▶ _Directions_
Scan the records for lines holding "CircuitState". Say how many there are and give nothing else.

(Records to process begins)

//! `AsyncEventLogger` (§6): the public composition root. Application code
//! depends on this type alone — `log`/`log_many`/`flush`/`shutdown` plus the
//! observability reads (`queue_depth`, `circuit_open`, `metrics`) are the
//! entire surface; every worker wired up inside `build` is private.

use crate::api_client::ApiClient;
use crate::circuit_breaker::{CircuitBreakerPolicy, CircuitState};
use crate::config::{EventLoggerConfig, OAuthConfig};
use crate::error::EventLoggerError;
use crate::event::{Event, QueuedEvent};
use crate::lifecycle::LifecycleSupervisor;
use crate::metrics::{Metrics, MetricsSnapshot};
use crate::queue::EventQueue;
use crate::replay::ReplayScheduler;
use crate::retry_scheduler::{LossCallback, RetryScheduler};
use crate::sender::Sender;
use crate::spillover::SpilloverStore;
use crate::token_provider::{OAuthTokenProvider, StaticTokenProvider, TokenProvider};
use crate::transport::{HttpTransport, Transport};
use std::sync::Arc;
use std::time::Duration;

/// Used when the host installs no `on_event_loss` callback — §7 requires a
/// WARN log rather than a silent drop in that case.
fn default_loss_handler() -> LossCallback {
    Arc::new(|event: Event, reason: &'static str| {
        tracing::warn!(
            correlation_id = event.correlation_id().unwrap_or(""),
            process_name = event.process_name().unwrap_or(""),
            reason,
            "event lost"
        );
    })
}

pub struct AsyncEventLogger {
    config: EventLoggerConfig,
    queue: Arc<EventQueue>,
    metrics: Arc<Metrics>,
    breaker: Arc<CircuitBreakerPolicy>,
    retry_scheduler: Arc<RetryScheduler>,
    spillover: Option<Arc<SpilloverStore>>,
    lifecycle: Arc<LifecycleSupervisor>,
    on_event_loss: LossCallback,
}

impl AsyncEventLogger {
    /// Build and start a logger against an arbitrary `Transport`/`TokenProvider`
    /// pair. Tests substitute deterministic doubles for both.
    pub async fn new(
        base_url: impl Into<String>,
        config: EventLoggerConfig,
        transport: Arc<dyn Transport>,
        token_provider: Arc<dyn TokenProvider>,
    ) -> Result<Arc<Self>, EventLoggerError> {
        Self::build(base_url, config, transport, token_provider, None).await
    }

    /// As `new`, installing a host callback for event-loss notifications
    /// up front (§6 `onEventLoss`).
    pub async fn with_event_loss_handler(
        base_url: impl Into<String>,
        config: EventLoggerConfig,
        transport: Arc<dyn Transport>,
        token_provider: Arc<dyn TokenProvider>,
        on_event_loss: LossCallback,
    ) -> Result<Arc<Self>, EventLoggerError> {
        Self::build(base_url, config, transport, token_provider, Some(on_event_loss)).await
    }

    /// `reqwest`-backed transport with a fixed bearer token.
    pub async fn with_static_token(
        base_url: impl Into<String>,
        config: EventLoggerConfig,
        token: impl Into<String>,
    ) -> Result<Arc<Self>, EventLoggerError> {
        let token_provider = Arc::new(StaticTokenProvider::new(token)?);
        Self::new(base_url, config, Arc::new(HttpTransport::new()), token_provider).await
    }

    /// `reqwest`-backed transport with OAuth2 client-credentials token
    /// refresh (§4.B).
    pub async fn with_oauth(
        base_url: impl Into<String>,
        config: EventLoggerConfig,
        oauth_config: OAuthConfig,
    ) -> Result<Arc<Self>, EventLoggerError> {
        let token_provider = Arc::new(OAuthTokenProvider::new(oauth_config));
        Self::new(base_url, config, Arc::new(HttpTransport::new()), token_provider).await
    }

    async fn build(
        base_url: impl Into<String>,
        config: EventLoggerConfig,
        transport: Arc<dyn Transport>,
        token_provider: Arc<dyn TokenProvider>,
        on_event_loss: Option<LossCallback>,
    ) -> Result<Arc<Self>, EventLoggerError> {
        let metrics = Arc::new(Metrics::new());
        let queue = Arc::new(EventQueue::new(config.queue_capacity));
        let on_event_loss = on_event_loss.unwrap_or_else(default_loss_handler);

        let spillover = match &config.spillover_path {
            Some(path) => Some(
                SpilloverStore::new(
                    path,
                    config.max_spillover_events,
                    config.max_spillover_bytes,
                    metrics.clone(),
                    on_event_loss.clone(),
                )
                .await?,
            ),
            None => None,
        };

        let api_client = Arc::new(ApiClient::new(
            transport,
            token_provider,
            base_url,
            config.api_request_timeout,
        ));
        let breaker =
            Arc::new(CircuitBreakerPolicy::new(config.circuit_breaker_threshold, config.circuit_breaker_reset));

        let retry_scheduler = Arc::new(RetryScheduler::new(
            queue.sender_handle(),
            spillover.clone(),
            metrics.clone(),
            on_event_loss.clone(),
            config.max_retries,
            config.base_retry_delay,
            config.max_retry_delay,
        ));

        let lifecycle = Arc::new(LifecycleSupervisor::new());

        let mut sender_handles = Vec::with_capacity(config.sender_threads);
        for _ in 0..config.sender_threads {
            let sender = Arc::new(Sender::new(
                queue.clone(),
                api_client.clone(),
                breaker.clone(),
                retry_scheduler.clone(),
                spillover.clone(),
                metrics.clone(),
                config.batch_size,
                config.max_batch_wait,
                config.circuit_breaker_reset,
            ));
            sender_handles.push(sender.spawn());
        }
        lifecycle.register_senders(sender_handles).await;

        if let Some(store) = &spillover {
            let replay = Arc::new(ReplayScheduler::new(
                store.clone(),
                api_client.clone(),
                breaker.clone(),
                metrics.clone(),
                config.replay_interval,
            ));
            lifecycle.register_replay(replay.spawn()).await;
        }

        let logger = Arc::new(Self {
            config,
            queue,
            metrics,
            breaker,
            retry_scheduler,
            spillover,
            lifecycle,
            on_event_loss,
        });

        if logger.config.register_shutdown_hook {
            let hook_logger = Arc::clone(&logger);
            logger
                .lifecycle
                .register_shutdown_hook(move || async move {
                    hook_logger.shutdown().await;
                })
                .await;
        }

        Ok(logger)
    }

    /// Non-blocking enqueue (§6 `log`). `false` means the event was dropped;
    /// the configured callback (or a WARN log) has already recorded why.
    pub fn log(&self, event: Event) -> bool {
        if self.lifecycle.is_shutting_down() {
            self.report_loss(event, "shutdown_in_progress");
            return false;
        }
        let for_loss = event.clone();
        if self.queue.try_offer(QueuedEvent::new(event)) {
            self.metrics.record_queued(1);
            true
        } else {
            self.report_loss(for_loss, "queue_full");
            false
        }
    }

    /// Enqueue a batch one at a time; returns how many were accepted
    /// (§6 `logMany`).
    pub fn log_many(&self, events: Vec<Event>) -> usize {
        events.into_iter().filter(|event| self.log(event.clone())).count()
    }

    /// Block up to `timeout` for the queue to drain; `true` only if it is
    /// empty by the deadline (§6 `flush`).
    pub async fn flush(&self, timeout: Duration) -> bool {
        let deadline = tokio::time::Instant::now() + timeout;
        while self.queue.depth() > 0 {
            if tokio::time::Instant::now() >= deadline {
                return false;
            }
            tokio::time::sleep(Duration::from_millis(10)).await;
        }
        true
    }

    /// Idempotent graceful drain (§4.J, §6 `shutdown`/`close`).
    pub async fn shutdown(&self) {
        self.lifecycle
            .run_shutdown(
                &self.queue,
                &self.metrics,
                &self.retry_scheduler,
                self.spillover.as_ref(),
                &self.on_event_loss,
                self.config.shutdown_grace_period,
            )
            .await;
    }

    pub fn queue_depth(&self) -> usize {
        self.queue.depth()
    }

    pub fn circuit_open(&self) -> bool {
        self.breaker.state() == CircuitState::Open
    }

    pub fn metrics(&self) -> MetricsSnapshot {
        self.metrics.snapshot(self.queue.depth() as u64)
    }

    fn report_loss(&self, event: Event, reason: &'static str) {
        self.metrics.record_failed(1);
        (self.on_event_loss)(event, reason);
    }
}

(Records to process ends)
(Records to process begins)

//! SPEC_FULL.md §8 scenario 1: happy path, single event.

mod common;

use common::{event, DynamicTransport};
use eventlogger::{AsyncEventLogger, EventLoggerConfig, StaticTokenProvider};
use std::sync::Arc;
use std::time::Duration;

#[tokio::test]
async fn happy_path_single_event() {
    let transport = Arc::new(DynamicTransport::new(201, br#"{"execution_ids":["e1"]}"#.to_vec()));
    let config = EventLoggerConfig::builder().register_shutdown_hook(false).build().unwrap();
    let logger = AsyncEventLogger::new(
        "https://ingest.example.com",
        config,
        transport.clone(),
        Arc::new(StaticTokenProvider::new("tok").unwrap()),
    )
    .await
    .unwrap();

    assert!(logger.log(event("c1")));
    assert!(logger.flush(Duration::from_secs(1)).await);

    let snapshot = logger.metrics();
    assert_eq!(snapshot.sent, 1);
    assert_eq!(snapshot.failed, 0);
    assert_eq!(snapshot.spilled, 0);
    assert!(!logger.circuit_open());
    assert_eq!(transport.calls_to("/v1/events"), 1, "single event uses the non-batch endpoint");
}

(Records to process ends)

▶ _Exercise result_
2